◆ **Instructions to follow**:
Please return all lines of the data below containing the string "ProgressReporter".

◆ **Data for the task**:

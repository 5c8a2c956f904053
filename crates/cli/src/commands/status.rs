//! Status command handler.

use super::open_service;
use autofill_core::{config::AppConfig, AppResult};
use clap::Args;

/// Show knowledge base health
#[derive(Args, Debug)]
pub struct StatusCommand {}

impl StatusCommand {
    pub async fn execute(&self, config: &AppConfig) -> AppResult<()> {
        tracing::info!("Executing status command");

        let service = open_service(config)?;
        println!("{}", serde_json::to_string(&service.status())?);

        Ok(())
    }
}
//! Autofill CLI
//!
//! Main entry point for the autofill command-line tool.
//! Fills security and due-diligence questionnaires from previously answered ones.

mod commands;

use autofill_core::{config::AppConfig, logging, AppResult};
use clap::{Parser, Subcommand};
use commands::{AskCommand, FillCommand, StatsCommand, StatusCommand};
use std::path::PathBuf;
use tracing::Instrument;

/// Autofill - answer questionnaires from your knowledge base
#[derive(Parser, Debug)]
#[command(name = "autofill")]
#[command(about = "Answer questionnaires from previously answered ones", long_about = None)]
#[command(version)]
struct Cli {
    /// Path to workspace directory (default: current directory)
    #[arg(short, long, global = true, env = "AUTOFILL_WORKSPACE")]
    workspace: Option<PathBuf>,

    /// Path to config file
    #[arg(short, long, global = true, env = "AUTOFILL_CONFIG")]
    config: Option<PathBuf>,

    /// Log level (error, warn, info, debug, trace)
    #[arg(long, global = true, env = "RUST_LOG")]
    log_level: Option<String>,

    /// Enable verbose output (sets log level to debug)
    #[arg(short, long, global = true)]
    verbose: bool,

    /// Disable colored output
    #[arg(long, global = true, env = "NO_COLOR")]
    no_color: bool,

    /// Synthesis provider (none, ollama, openai)
    #[arg(short, long, global = true, env = "AUTOFILL_PROVIDER")]
    provider: Option<String>,

    /// Model identifier
    #[arg(short, long, global = true, env = "AUTOFILL_MODEL")]
    model: Option<String>,

    #[command(subcommand)]
    command: Commands,
}

#[derive(Subcommand, Debug)]
enum Commands {
    /// Fill a questionnaire CSV
    Fill(FillCommand),

    /// Answer a single question
    Ask(AskCommand),

    /// Show knowledge base health
    Status(StatusCommand),

    /// Show knowledge base statistics
    Stats(StatsCommand),
}

#[tokio::main]
async fn main() -> AppResult<()> {
    // Parse command-line arguments first (needed for logging config)
    let cli = Cli::parse();

    // Resolve workspace and config file first so the right config.yaml is merged
    let config = AppConfig::load_with(cli.workspace, cli.config)?;

    // Apply CLI overrides
    let config = config.with_overrides(
        cli.provider,
        cli.model,
        cli.log_level,
        cli.verbose,
        cli.no_color,
    );

    // Logs go to stderr; stdout is reserved for command output
    logging::init_logging(config.log_level.as_deref(), config.no_color)?;

    tracing::info!("Autofill CLI starting");
    tracing::debug!("Workspace: {:?}", config.workspace);
    tracing::debug!("Provider: {}", config.provider);
    tracing::debug!("Model: {}", config.model);

    config.validate()?;

    let command_name = match &cli.command {
        Commands::Fill(_) => "fill",
        Commands::Ask(_) => "ask",
        Commands::Status(_) => "status",
        Commands::Stats(_) => "stats",
    };
    let span = tracing::info_span!("command", name = command_name);

    let result = async {
        match cli.command {
            Commands::Fill(cmd) => cmd.execute(&config).await,
            Commands::Ask(cmd) => cmd.execute(&config).await,
            Commands::Status(cmd) => cmd.execute(&config).await,
            Commands::Stats(cmd) => cmd.execute(&config).await,
        }
    }
    .instrument(span)
    .await;

    match &result {
        Ok(_) => tracing::info!("Command completed successfully"),
        Err(e) => tracing::error!("Command failed: {}", e),
    }

    result
}

#[cfg(test)]
mod tests {
    use super::*;

    #[test]
    fn test_parse_fill_with_global_flags() {
        let cli = Cli::try_parse_from([
            "autofill",
            "fill",
            "vendor.csv",
            "--json",
            "--provider",
            "ollama",
            "-v",
        ])
        .unwrap();

        assert_eq!(cli.provider.as_deref(), Some("ollama"));
        assert!(cli.verbose);
        match cli.command {
            Commands::Fill(cmd) => {
                assert_eq!(cmd.questionnaire, PathBuf::from("vendor.csv"));
                assert!(cmd.json);
                assert!(cmd.output.is_none());
            }
            other => panic!("unexpected command: {:?}", other),
        }
    }

    #[test]
    fn test_global_paths_reach_config_loading() {
        let cli = Cli::try_parse_from([
            "autofill",
            "--workspace",
            "/w",
            "--config",
            "x.yaml",
            "status",
        ])
        .unwrap();

        assert_eq!(cli.workspace, Some(PathBuf::from("/w")));
        assert_eq!(cli.config, Some(PathBuf::from("x.yaml")));
    }

    #[test]
    fn test_parse_ask_requires_question() {
        assert!(Cli::try_parse_from(["autofill", "ask"]).is_err());
        assert!(Cli::try_parse_from(["autofill", "ask", "Do you support SSO?"]).is_ok());
    }
}
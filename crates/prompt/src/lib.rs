//! Prompt system for answer synthesis.
//!
//! This crate provides:
//! - YAML-based prompt definitions (overridable per workspace)
//! - Handlebars template rendering over structured evidence
//! - The built-in grounded-synthesis prompt

pub mod builder;
pub mod defaults;
pub mod loader;
pub mod types;

// Re-export main types
pub use builder::build_prompt;
pub use defaults::{synthesis_prompt, SYNTHESIS_PROMPT_ID};
pub use loader::{list_prompts, load_prompt, resolve_prompt};
pub use types::{BuiltPrompt, PromptDefinition, PromptOutputSpec};
//! Provider identification.

/// Provider type enum for matching.
#[derive(Debug, Clone, Copy, PartialEq, Eq)]
pub enum ProviderType {
    /// No generative provider; synthesis stays extractive.
    None,
    OpenAI,
    Ollama,
}

impl ProviderType {
    /// Parse provider type from string.
    pub fn parse(s: &str) -> Option<Self> {
        match s.to_lowercase().as_str() {
            "none" | "" | "off" => Some(Self::None),
            "openai" => Some(Self::OpenAI),
            "ollama" => Some(Self::Ollama),
            _ => None,
        }
    }

    /// Get the canonical provider name.
    pub fn as_str(&self) -> &'static str {
        match self {
            Self::None => "none",
            Self::OpenAI => "openai",
            Self::Ollama => "ollama",
        }
    }
}
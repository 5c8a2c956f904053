//! Concept-aware re-ranking of lexical candidates.
//!
//! The matcher pulls a wide lexical candidate pool from the index and blends
//! each candidate's lexical score with how many of the question's domain
//! keywords the entry shares.

use crate::config::Vocabulary;
use crate::index::KnowledgeIndex;
use crate::text;
use crate::types::{EvidenceCandidate, MatchResult};
use std::collections::BTreeSet;

const LEXICAL_WEIGHT: f64 = 0.7;
const CONCEPT_WEIGHT: f64 = 0.3;

/// Re-ranks index hits by domain-keyword overlap.
#[derive(Debug, Clone)]
pub struct ConceptMatcher {
    /// Domain name and its keywords
    domains: Vec<(String, Vec<String>)>,
    top_k: usize,
    candidate_pool: usize,
}

impl ConceptMatcher {
    pub fn new(vocabulary: &Vocabulary, top_k: usize, candidate_pool: usize) -> Self {
        Self {
            domains: vocabulary
                .domains
                .iter()
                .map(|(name, keywords)| (name.clone(), keywords.clone()))
                .collect(),
            top_k,
            candidate_pool: candidate_pool.max(top_k),
        }
    }

    /// Domain keywords present in `text`, deduplicated across domains.
    fn keywords_in<'a>(&'a self, haystack: &str) -> BTreeSet<&'a str> {
        self.domains
            .iter()
            .flat_map(|(_, keywords)| keywords.iter())
            .filter(|kw| text::contains_term(haystack, kw))
            .map(String::as_str)
            .collect()
    }

    /// Domains with at least one keyword present in `text`.
    pub fn concepts(&self, haystack: &str) -> Vec<String> {
        self.domains
            .iter()
            .filter(|(_, keywords)| keywords.iter().any(|kw| text::contains_term(haystack, kw)))
            .map(|(name, _)| name.clone())
            .collect()
    }

    /// Find the best evidence for a question.
    pub fn match_question(&self, index: &KnowledgeIndex, question: &str) -> MatchResult {
        let hits = index.query(question, self.candidate_pool);
        let question_keywords = self.keywords_in(question);

        let mut candidates: Vec<EvidenceCandidate> = hits
            .into_iter()
            .map(|hit| {
                let overlap = if question_keywords.is_empty() {
                    0.0
                } else {
                    let entry_text =
                        format!("{} {}", hit.entry.question_text, hit.entry.answer_text);
                    let shared = self
                        .keywords_in(&entry_text)
                        .intersection(&question_keywords)
                        .count();
                    shared as f64 / question_keywords.len() as f64
                };

                let similarity = if question_keywords.is_empty() {
                    hit.score
                } else {
                    LEXICAL_WEIGHT * hit.score + CONCEPT_WEIGHT * overlap * 100.0
                };

                EvidenceCandidate {
                    entry: hit.entry,
                    similarity: similarity.clamp(0.0, 100.0),
                    lexical_score: hit.score,
                    concept_overlap: overlap,
                    rank: 0,
                }
            })
            .collect();

        candidates.sort_by(|a, b| {
            b.similarity
                .total_cmp(&a.similarity)
                .then(b.lexical_score.total_cmp(&a.lexical_score))
                .then(a.entry.id.cmp(&b.entry.id))
        });
        candidates.truncate(self.top_k);
        for (i, candidate) in candidates.iter_mut().enumerate() {
            candidate.rank = i + 1;
        }

        let concepts = self.concepts(question);

        tracing::debug!(
            question = %question,
            candidates = candidates.len(),
            top_similarity = candidates.first().map(|c| c.similarity),
            concepts = ?concepts,
            "Matched question"
        );

        MatchResult {
            candidates,
            concepts,
        }
    }
}

#[cfg(test)]
mod tests {
    use super::*;
    use crate::types::KnowledgeEntry;
    use std::collections::BTreeMap;

    fn entry(id: usize, question: &str, answer: &str) -> KnowledgeEntry {
        KnowledgeEntry {
            id,
            source_document: "DDQ".to_string(),
            section: "General".to_string(),
            row_index: id as u32 + 2,
            question_text: question.to_string(),
            answer_text: answer.to_string(),
        }
    }

    fn vocabulary() -> Vocabulary {
        let mut domains = BTreeMap::new();
        domains.insert("kyc_aml".to_string(), vec!["kyc".to_string(), "aml".to_string()]);
        domains.insert("custody".to_string(), vec!["wallet".to_string(), "custody".to_string()]);
        Vocabulary {
            domains,
            ..Vocabulary::default()
        }
    }

    #[test]
    fn test_concept_overlap_blends_into_similarity() {
        let index = KnowledgeIndex::build(
            vec![
                entry(0, "How often is the process reviewed?", "The process is reviewed yearly."),
                entry(1, "Describe KYC checks", "KYC checks run at onboarding and yearly."),
            ],
            BTreeMap::new(),
        );
        let matcher = ConceptMatcher::new(&vocabulary(), 3, 10);

        let result = matcher.match_question(&index, "How often is the KYC process reviewed?");
        assert_eq!(result.candidates.len(), 2);
        assert_eq!(result.concepts, vec!["kyc_aml"]);

        for candidate in &result.candidates {
            let expected = if candidate.entry.id == 1 {
                assert_eq!(candidate.concept_overlap, 1.0);
                0.7 * candidate.lexical_score + 30.0
            } else {
                assert_eq!(candidate.concept_overlap, 0.0);
                0.7 * candidate.lexical_score
            };
            assert!((candidate.similarity - expected).abs() < 1e-9);
        }

        assert!(result.candidates[0].similarity >= result.candidates[1].similarity);
    }

    #[test]
    fn test_no_domain_keywords_keeps_lexical_score() {
        let index = KnowledgeIndex::build(
            vec![entry(0, "Where are servers located?", "In Frankfurt and Dublin.")],
            BTreeMap::new(),
        );
        let matcher = ConceptMatcher::new(&vocabulary(), 3, 10);

        let result = matcher.match_question(&index, "Where are servers located?");
        let top = result.top().unwrap();
        assert_eq!(top.similarity, top.lexical_score);
        assert!(result.concepts.is_empty());
    }

    #[test]
    fn test_top_k_and_order() {
        let entries = (0..6)
            .map(|i| entry(i, "Wallet custody model", "Segregated wallet custody."))
            .collect();
        let index = KnowledgeIndex::build(entries, BTreeMap::new());
        let matcher = ConceptMatcher::new(&vocabulary(), 3, 10);

        let result = matcher.match_question(&index, "What is your wallet custody model?");
        assert_eq!(result.candidates.len(), 3);
        let ids: Vec<usize> = result.candidates.iter().map(|c| c.entry.id).collect();
        assert_eq!(ids, vec![0, 1, 2]);
        let ranks: Vec<usize> = result.candidates.iter().map(|c| c.rank).collect();
        assert_eq!(ranks, vec![1, 2, 3]);
    }

    #[test]
    fn test_empty_index_gives_empty_match() {
        let index = KnowledgeIndex::build(Vec::new(), BTreeMap::new());
        let matcher = ConceptMatcher::new(&vocabulary(), 3, 10);
        let result = matcher.match_question(&index, "Describe your KYC process");
        assert!(result.is_empty());
        assert_eq!(result.top_similarity(), 0.0);
    }
}
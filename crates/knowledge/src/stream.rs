//! Streaming fill protocol.
//!
//! Wire format: one JSON progress object per line, ending with the `ready`
//! object, then the literal line `---CSV---`, then the CSV body. A request
//! aborted by bad input ends with an `error` object and no body.

use crate::progress::{ProgressEvent, ProgressReporter};
use crate::service::AutofillService;
use autofill_core::{AppError, AppResult};
use std::sync::Arc;
use tokio::io::{AsyncWrite, AsyncWriteExt};
use tokio::sync::mpsc;

/// Separator line between progress objects and the CSV body.
pub const CSV_DELIMITER: &str = "---CSV---";

/// One unit of the fill stream.
#[derive(Debug, Clone, PartialEq)]
pub enum StreamFrame {
    Progress(ProgressEvent),
    Body(String),
}

impl StreamFrame {
    /// Serialize to its wire representation.
    pub fn to_wire(&self) -> AppResult<String> {
        match self {
            StreamFrame::Progress(event) => Ok(format!("{}\n", serde_json::to_string(event)?)),
            StreamFrame::Body(csv) => Ok(format!("{}\n{}", CSV_DELIMITER, csv)),
        }
    }
}

/// Run a fill request, sending frames to `tx` as they are produced.
///
/// If the receiver is dropped the request is abandoned and `Ok(())` returned.
/// Request-fatal errors are sent as an `error` frame and also returned.
pub async fn stream_fill(
    service: &AutofillService,
    filename: &str,
    content: &[u8],
    tx: mpsc::UnboundedSender<StreamFrame>,
) -> AppResult<()> {
    let progress_tx = tx.clone();
    let reporter = ProgressReporter::new(Arc::new(move |event| {
        // A closed channel is picked up by the select below.
        let _ = progress_tx.send(StreamFrame::Progress(event));
    }));

    tokio::select! {
        biased;

        _ = tx.closed() => {
            tracing::info!("Consumer disconnected, abandoning fill of {}", filename);
            Ok(())
        }

        result = service.fill(filename, content, &reporter) => {
            let result = result?;
            if tx.send(StreamFrame::Body(result.csv_output)).is_err() {
                tracing::info!("Consumer disconnected before the CSV body of {}", filename);
            }
            Ok(())
        }
    }
}

/// Write frames from `rx` to `writer` until the sender side closes.
///
/// Returns the CSV body, if the stream carried one.
pub async fn forward<W>(
    mut rx: mpsc::UnboundedReceiver<StreamFrame>,
    writer: &mut W,
) -> AppResult<Option<String>>
where
    W: AsyncWrite + Unpin,
{
    let mut body = None;
    while let Some(frame) = rx.recv().await {
        writer.write_all(frame.to_wire()?.as_bytes()).await?;
        writer.flush().await?;
        if let StreamFrame::Body(csv) = frame {
            body = Some(csv);
        }
    }
    Ok(body)
}

/// Split a complete stream into its progress events and CSV body.
pub fn parse_stream(text: &str) -> AppResult<(Vec<ProgressEvent>, Option<String>)> {
    let mut events = Vec::new();
    let mut rest = text;

    while !rest.is_empty() {
        let (line, tail) = match rest.find('\n') {
            Some(pos) => (&rest[..pos], &rest[pos + 1..]),
            None => (rest, ""),
        };

        if line == CSV_DELIMITER {
            return Ok((events, Some(tail.to_string())));
        }

        if !line.trim().is_empty() {
            let event: ProgressEvent = serde_json::from_str(line).map_err(|e| {
                AppError::Serialization(format!("Invalid progress line {:?}: {}", line, e))
            })?;
            events.push(event);
        }
        rest = tail;
    }

    Ok((events, None))
}
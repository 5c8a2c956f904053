//! In-memory TF-IDF index over knowledge entries.
//!
//! Three vector spaces are built over the same entries: question text, answer
//! text and question+answer. A query is scored against each by cosine
//! similarity and the spaces are blended into one lexical score in [0, 100].

use crate::text;
use crate::types::KnowledgeEntry;
use std::collections::{BTreeMap, BTreeSet, HashMap};
use std::sync::Arc;

/// Blend weights for the question, combined and answer spaces.
const QUESTION_WEIGHT: f64 = 0.5;
const COMBINED_WEIGHT: f64 = 0.3;
const ANSWER_WEIGHT: f64 = 0.2;

/// Terms present in more than this share of entries are dropped.
const MAX_DF: f64 = 0.95;

/// Document-frequency pruning only applies from this corpus size on.
const MIN_ENTRIES_FOR_PRUNING: usize = 10;

/// A scored entry returned by [`KnowledgeIndex::query`].
#[derive(Debug, Clone)]
pub struct LexicalHit {
    pub entry: Arc<KnowledgeEntry>,

    /// Lexical similarity, 0-100
    pub score: f64,
}

/// One TF-IDF vector space: idf weights plus L2-normalized postings.
#[derive(Debug, Default)]
struct VectorSpace {
    idf: HashMap<String, f64>,
    postings: HashMap<String, Vec<(usize, f64)>>,
}

impl VectorSpace {
    fn build(documents: &[Vec<String>]) -> Self {
        let n = documents.len();
        let counts: Vec<BTreeMap<&str, f64>> = documents
            .iter()
            .map(|terms| {
                let mut tf = BTreeMap::new();
                for term in terms {
                    *tf.entry(term.as_str()).or_insert(0.0) += 1.0;
                }
                tf
            })
            .collect();

        let mut df: BTreeMap<&str, usize> = BTreeMap::new();
        for tf in &counts {
            for term in tf.keys() {
                *df.entry(*term).or_insert(0) += 1;
            }
        }

        let prune = n >= MIN_ENTRIES_FOR_PRUNING;
        let idf: HashMap<String, f64> = df
            .iter()
            .filter(|(_, count)| !prune || (**count as f64 / n as f64) <= MAX_DF)
            .map(|(term, &count)| {
                let weight = ((1.0 + n as f64) / (1.0 + count as f64)).ln() + 1.0;
                (term.to_string(), weight)
            })
            .collect();

        let mut postings: HashMap<String, Vec<(usize, f64)>> = HashMap::new();
        for (doc, tf) in counts.iter().enumerate() {
            let weights: Vec<(&str, f64)> = tf
                .iter()
                .filter_map(|(term, &freq)| idf.get(*term).map(|w| (*term, freq * w)))
                .collect();

            let norm = weights.iter().map(|(_, w)| w * w).sum::<f64>().sqrt();
            if norm == 0.0 {
                continue;
            }

            for (term, weight) in weights {
                postings
                    .entry(term.to_string())
                    .or_default()
                    .push((doc, weight / norm));
            }
        }

        Self { idf, postings }
    }

    /// Cosine similarity of the query against every document, in [0, 1].
    fn score(&self, query_terms: &[String], scores: &mut [f64], weight: f64) {
        let mut tf: BTreeMap<&str, f64> = BTreeMap::new();
        for term in query_terms {
            if self.idf.contains_key(term) {
                *tf.entry(term.as_str()).or_insert(0.0) += 1.0;
            }
        }

        let weights: Vec<(&str, f64)> = tf
            .iter()
            .map(|(term, freq)| (*term, freq * self.idf[*term]))
            .collect();
        let norm = weights.iter().map(|(_, w)| w * w).sum::<f64>().sqrt();
        if norm == 0.0 {
            return;
        }

        for (term, q_weight) in weights {
            if let Some(list) = self.postings.get(term) {
                for &(doc, d_weight) in list {
                    scores[doc] += weight * (q_weight / norm) * d_weight;
                }
            }
        }
    }

    fn vocabulary_size(&self) -> usize {
        self.idf.len()
    }
}

/// Immutable lexical index, built once per knowledge-base load.
#[derive(Debug)]
pub struct KnowledgeIndex {
    entries: Vec<Arc<KnowledgeEntry>>,
    abbreviations: BTreeMap<String, String>,
    questions: VectorSpace,
    answers: VectorSpace,
    combined: VectorSpace,
}

impl KnowledgeIndex {
    /// Build the index. An empty corpus yields an index that matches nothing.
    pub fn build(entries: Vec<KnowledgeEntry>, abbreviations: BTreeMap<String, String>) -> Self {
        let extract = |s: &str| text::terms(&text::normalize(s, &abbreviations));

        let question_docs: Vec<Vec<String>> =
            entries.iter().map(|e| extract(&e.question_text)).collect();
        let answer_docs: Vec<Vec<String>> =
            entries.iter().map(|e| extract(&e.answer_text)).collect();
        let combined_docs: Vec<Vec<String>> = entries
            .iter()
            .map(|e| extract(&format!("{} {}", e.question_text, e.answer_text)))
            .collect();

        let index = Self {
            questions: VectorSpace::build(&question_docs),
            answers: VectorSpace::build(&answer_docs),
            combined: VectorSpace::build(&combined_docs),
            entries: entries.into_iter().map(Arc::new).collect(),
            abbreviations,
        };

        tracing::debug!(
            "Built knowledge index: {} entries, {} terms",
            index.entries.len(),
            index.combined.vocabulary_size()
        );

        index
    }

    pub fn len(&self) -> usize {
        self.entries.len()
    }

    pub fn is_empty(&self) -> bool {
        self.entries.is_empty()
    }

    pub fn entries(&self) -> &[Arc<KnowledgeEntry>] {
        &self.entries
    }

    pub fn abbreviations(&self) -> &BTreeMap<String, String> {
        &self.abbreviations
    }

    /// Terms in the combined question+answer space.
    pub fn vocabulary_size(&self) -> usize {
        self.combined.vocabulary_size()
    }

    /// Rank entries by lexical similarity to `query`.
    ///
    /// Only entries with a positive score are returned, best first; equal
    /// scores keep corpus order. Terms absent from the corpus are ignored.
    pub fn query(&self, query: &str, top_k: usize) -> Vec<LexicalHit> {
        if self.entries.is_empty() || top_k == 0 {
            return Vec::new();
        }

        let terms = text::terms(&text::normalize(query, &self.abbreviations));
        if terms.is_empty() {
            return Vec::new();
        }

        let mut scores = vec![0.0; self.entries.len()];
        self.questions.score(&terms, &mut scores, QUESTION_WEIGHT);
        self.combined.score(&terms, &mut scores, COMBINED_WEIGHT);
        self.answers.score(&terms, &mut scores, ANSWER_WEIGHT);

        let mut ranked: Vec<(usize, f64)> = scores
            .into_iter()
            .enumerate()
            .filter(|(_, s)| *s > 0.0)
            .collect();
        ranked.sort_by(|a, b| b.1.total_cmp(&a.1).then(a.0.cmp(&b.0)));
        ranked.truncate(top_k);

        ranked
            .into_iter()
            .map(|(doc, score)| LexicalHit {
                entry: Arc::clone(&self.entries[doc]),
                score: (score * 100.0).clamp(0.0, 100.0),
            })
            .collect()
    }

    /// Distinct `(document, section)` pairs.
    pub fn sections_count(&self) -> usize {
        self.entries
            .iter()
            .map(|e| (e.source_document.as_str(), e.section.as_str()))
            .collect::<BTreeSet<_>>()
            .len()
    }

    /// Entry count per source document.
    pub fn document_counts(&self) -> BTreeMap<String, usize> {
        let mut counts = BTreeMap::new();
        for entry in &self.entries {
            *counts.entry(entry.source_document.clone()).or_insert(0) += 1;
        }
        counts
    }
}

#[cfg(test)]
mod tests {
    use super::*;

    fn entry(id: usize, question: &str, answer: &str) -> KnowledgeEntry {
        KnowledgeEntry {
            id,
            source_document: "DDQ".to_string(),
            section: "General".to_string(),
            row_index: id as u32 + 2,
            question_text: question.to_string(),
            answer_text: answer.to_string(),
        }
    }

    fn abbreviations() -> BTreeMap<String, String> {
        let mut map = BTreeMap::new();
        map.insert("kyc".to_string(), "know your customer".to_string());
        map
    }

    fn corpus() -> KnowledgeIndex {
        KnowledgeIndex::build(
            vec![
                entry(0, "Describe your KYC process", "Identity documents are verified at onboarding."),
                entry(1, "Do you encrypt data at rest?", "All data is encrypted with AES-256."),
                entry(2, "Where is the platform hosted?", "On AWS in two availability zones."),
            ],
            abbreviations(),
        )
    }

    #[test]
    fn test_query_ranks_relevant_entry_first() {
        let index = corpus();
        let hits = index.query("How is data encrypted at rest?", 3);

        assert!(!hits.is_empty());
        assert_eq!(hits[0].entry.id, 1);
        assert!(hits[0].score > 0.0 && hits[0].score <= 100.0);
    }

    #[test]
    fn test_abbreviation_expansion_matches_long_form() {
        let index = corpus();
        let hits = index.query("What is your know your customer procedure?", 3);
        assert_eq!(hits[0].entry.id, 0);
    }

    #[test]
    fn test_identical_question_scores_high() {
        let index = corpus();
        let hits = index.query("Where is the platform hosted?", 1);
        assert_eq!(hits.len(), 1);
        assert!(hits[0].score >= 50.0, "score was {}", hits[0].score);
    }

    #[test]
    fn test_unknown_terms_and_empty_query() {
        let index = corpus();
        assert!(index.query("zebra giraffe", 3).is_empty());
        assert!(index.query("", 3).is_empty());
        assert!(index.query("the and of", 3).is_empty());
    }

    #[test]
    fn test_empty_corpus() {
        let index = KnowledgeIndex::build(Vec::new(), BTreeMap::new());
        assert!(index.is_empty());
        assert!(index.query("anything at all", 3).is_empty());
        assert_eq!(index.vocabulary_size(), 0);
    }

    #[test]
    fn test_ties_break_by_insertion_order() {
        let index = KnowledgeIndex::build(
            vec![
                entry(0, "Backup frequency", "Nightly backups."),
                entry(1, "Backup frequency", "Nightly backups."),
            ],
            BTreeMap::new(),
        );

        let hits = index.query("backup frequency", 2);
        assert_eq!(hits.len(), 2);
        assert_eq!(hits[0].score, hits[1].score);
        assert_eq!(hits[0].entry.id, 0);
        assert_eq!(hits[1].entry.id, 1);
    }

    #[test]
    fn test_stats_helpers() {
        let index = corpus();
        assert_eq!(index.len(), 3);
        assert_eq!(index.sections_count(), 1);
        assert_eq!(index.document_counts()["DDQ"], 3);
        assert!(index.vocabulary_size() > 0);
    }
}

◆ **Result for this task**:
use crate::progress::{ProgressEvent, ProgressReporter};
    let reporter = ProgressReporter::new(Arc::new(move |event| {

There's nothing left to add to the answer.